Data to examine:

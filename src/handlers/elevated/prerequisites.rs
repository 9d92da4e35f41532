// handlers/elevated/prerequisites.rs - /api/admin/prerequisites

use axum::{
    extract::{rejection::{JsonRejection, PathRejection}, Path, State},
    Json,
};
use serde::Deserialize;

use crate::app::AppState;
use crate::database::models::PreRequisite;
use crate::middleware::{ApiResponse, ApiResult, Deleted};
use crate::services::{NewPreRequisite, PreRequisiteService, UpdatePreRequisite};
use crate::validation::FieldErrors;

/// Create names the subject; update points at it by id.
#[derive(Debug, Default, Deserialize)]
#[serde(rename_all = "camelCase", default)]
pub struct PreRequisiteRequest {
    pub name: String,
    pub subject: Option<String>,
    pub subject_id: Option<i32>,
    pub grade_levels: Vec<i32>,
}

pub async fn create(
    State(state): State<AppState>,
    payload: Result<Json<PreRequisiteRequest>, JsonRejection>,
) -> ApiResult<PreRequisite> {
    let Json(req) = payload?;

    let mut errors = FieldErrors::new();
    let name = errors.required("name", &req.name, "Prerequisite name is required");
    let subject = errors.required("subject", req.subject.as_deref().unwrap_or_default(), "Subject is required");
    let grade_levels = errors.grade_levels("gradeLevels", &req.grade_levels);
    errors.into_result("Invalid prerequisite")?;

    let prerequisite = PreRequisiteService::new(state.pool)
        .create(NewPreRequisite {
            name,
            subject,
            grade_levels,
        })
        .await?;
    Ok(ApiResponse::created(prerequisite))
}

/// Replaces name, subject and grade levels
pub async fn update(
    State(state): State<AppState>,
    path: Result<Path<i32>, PathRejection>,
    payload: Result<Json<PreRequisiteRequest>, JsonRejection>,
) -> ApiResult<PreRequisite> {
    let Path(id) = path?;
    let Json(req) = payload?;

    let mut errors = FieldErrors::new();
    let name = errors.required("name", &req.name, "Prerequisite name is required");
    if req.subject_id.is_none() {
        errors.add("subjectId", "Subject is required");
    }
    let grade_levels = errors.grade_levels("gradeLevels", &req.grade_levels);
    errors.into_result("Invalid prerequisite")?;

    let prerequisite = PreRequisiteService::new(state.pool)
        .update(
            id,
            UpdatePreRequisite {
                name,
                subject_id: req.subject_id.unwrap_or_default(),
                grade_levels,
            },
        )
        .await?;
    Ok(ApiResponse::success(prerequisite))
}

pub async fn delete(
    State(state): State<AppState>,
    path: Result<Path<i32>, PathRejection>,
) -> ApiResult<Deleted<i32>> {
    let Path(id) = path?;
    PreRequisiteService::new(state.pool).delete(id).await?;
    Ok(ApiResponse::deleted(id))
}
use axum::{
    extract::{Request, State},
    http::HeaderMap,
    middleware::Next,
    response::{IntoResponse, Response},
};

use crate::app::AppState;
use crate::auth::{validate_jwt, Claims};
use crate::database::models::Role;
use crate::error::ApiError;
use crate::services::{ServiceError, UserService};

/// Authenticated user context extracted from JWT
#[derive(Clone, Debug)]
pub struct AuthUser {
    pub id: i32,
    pub email: String,
    pub role: Role,
}

impl AuthUser {
    pub fn is_admin(&self) -> bool {
        self.role == Role::Admin
    }
}

impl From<Claims> for AuthUser {
    fn from(claims: Claims) -> Self {
        Self {
            id: claims.sub,
            email: claims.email,
            role: claims.role,
        }
    }
}

/// JWT authentication middleware that validates tokens and extracts user context
pub async fn jwt_auth_middleware(headers: HeaderMap, mut request: Request, next: Next) -> Response {
    let token = match extract_jwt_from_headers(&headers) {
        Ok(token) => token,
        Err(msg) => return ApiError::unauthorized(msg).into_response(),
    };

    let claims = match validate_jwt(&token) {
        Ok(claims) => claims,
        Err(e) => return ApiError::from(e).into_response(),
    };

    request.extensions_mut().insert(AuthUser::from(claims));
    next.run(request).await
}

/// Must run after [`jwt_auth_middleware`]. Admin claims are confirmed against
/// the stored account on every request; a demoted or deleted admin is refused
/// even while their token is still valid.
pub async fn require_admin(State(state): State<AppState>, request: Request, next: Next) -> Response {
    let Some(user) = request.extensions().get::<AuthUser>().cloned() else {
        return ApiError::unauthorized("Authentication required").into_response();
    };

    if !user.is_admin() {
        tracing::warn!("Non-admin {} denied access to {}", user.email, request.uri().path());
        return ApiError::forbidden("Admin access required").into_response();
    }

    match UserService::new(state.pool).get(user.id).await {
        Ok(account) if account.role == Role::Admin && account.email == user.email => next.run(request).await,
        Ok(_) | Err(ServiceError::NotFound(_)) => {
            tracing::warn!("Stale admin token for {} refused", user.email);
            ApiError::forbidden("Admin access required").into_response()
        }
        Err(e) => ApiError::from(e).into_response(),
    }
}

/// Extract JWT token from Authorization header
fn extract_jwt_from_headers(headers: &HeaderMap) -> Result<String, String> {
    let auth_header = headers
        .get(axum::http::header::AUTHORIZATION)
        .ok_or_else(|| "Missing Authorization header".to_string())?;

    let auth_str = auth_header
        .to_str()
        .map_err(|_| "Invalid Authorization header format".to_string())?;

    if let Some(token) = auth_str.strip_prefix("Bearer ") {
        if token.trim().is_empty() {
            return Err("Empty JWT token".to_string());
        }
        Ok(token.trim().to_string())
    } else {
        Err("Authorization header must use Bearer token format".to_string())
    }
}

Prompt:
Lines holding the word "services" in the entries above are the ones to pull out. Copy them all.

Output of the exercise:
use crate::services::{NewPreRequisite, PreRequisiteService, UpdatePreRequisite};
use crate::services::{ServiceError, UserService};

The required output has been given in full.